Anytime-valid off-policy inference for contextual bandits

arXiv:2210.10768v349 citationsh-index: 45
Originality Highly original
AI Analysis

This work addresses the need for robust statistical inference in active sequential experimentation, such as in healthcare and tech, by providing anytime-valid methods that handle changing policies and dependent data, though it is incremental in advancing existing techniques.

The paper tackles the problem of off-policy evaluation in contextual bandits, where statistical inference is challenging due to adaptive data collection, and presents a framework that derives confidence sequences for various functionals, such as mean rewards and cumulative distribution functions, with theoretical and empirical improvements over past works.

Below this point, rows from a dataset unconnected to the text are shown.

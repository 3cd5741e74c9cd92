//! Result classifier: extracted JSON to a `ClassificationOutcome`.

use serde_json::Value;

use crate::outcome::{ClassificationOutcome, LocalFailure};

pub const DEFAULT_API_ERROR_MESSAGE: &str = "unknown API error";

/// Classify one extracted JSON object.
///
/// - parse failure: `LocalFailure::Parse` with the parser diagnostic
/// - `error` present: `ApiError` with `error.message`
/// - `candidates` present: `Success` with the first candidate's first text part
/// - otherwise, or when that text is missing: `LocalFailure::NoCandidates`
pub fn classify(json: &[u8]) -> ClassificationOutcome {
    let doc: Value = match serde_json::from_slice(json) {
        Ok(doc) => doc,
        Err(err) => return LocalFailure::Parse(err.to_string()).into(),
    };

    if let Some(error) = doc.get("error") {
        let message = error
            .get("message")
            .and_then(Value::as_str)
            .filter(|message| !message.is_empty())
            .unwrap_or(DEFAULT_API_ERROR_MESSAGE);
        return ClassificationOutcome::ApiError(message.to_string());
    }

    if let Some(candidates) = doc.get("candidates") {
        let text = candidates
            .get(0)
            .and_then(|candidate| candidate.get("content"))
            .and_then(|content| content.get("parts"))
            .and_then(|parts| parts.get(0))
            .and_then(|part| part.get("text"))
            .and_then(Value::as_str);
        return match text {
            Some(text) => ClassificationOutcome::Success(text.to_string()),
            None => {
                log::debug!("candidates present without a text part");
                LocalFailure::NoCandidates.into()
            }
        };
    }

    LocalFailure::NoCandidates.into()
}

Contextual bandit algorithms are ubiquitous tools for active sequential experimentation in healthcare and the tech industry. They involve online learning algorithms that adaptively learn policies over time to map observed contexts $X_t$ to actions $A_t$ in an attempt to maximize stochastic rewards $R_t$. This adaptivity raises interesting but hard statistical inference questions, especially counterfactual ones: for example, it is often of interest to estimate the properties of a hypothetical policy that is different from the logging policy that was used to collect the data -- a problem known as ``off-policy evaluation'' (OPE). Using modern martingale techniques, we present a comprehensive framework for OPE inference that relax unnecessary conditions made in some past works, significantly improving on them both theoretically and empirically. Importantly, our methods can be employed while the original experiment is still running (that is, not necessarily post-hoc), when the logging policy may be itself changing (due to learning), and even if the context distributions are a highly dependent time-series (such as if they are drifting over time). More concretely, we derive confidence sequences for various functionals of interest in OPE. These include doubly robust ones for time-varying off-policy mean reward values, but also confidence bands for the entire cumulative distribution function of the off-policy reward distribution. All of our methods (a) are valid at arbitrary stopping times (b) only make nonparametric assumptions, (c) do not require importance weights to be uniformly bounded and if they are, we do not need to know these bounds, and (d) adapt to the empirical variance of our estimators. In summary, our methods enable anytime-valid off-policy inference using adaptively collected contextual bandit data.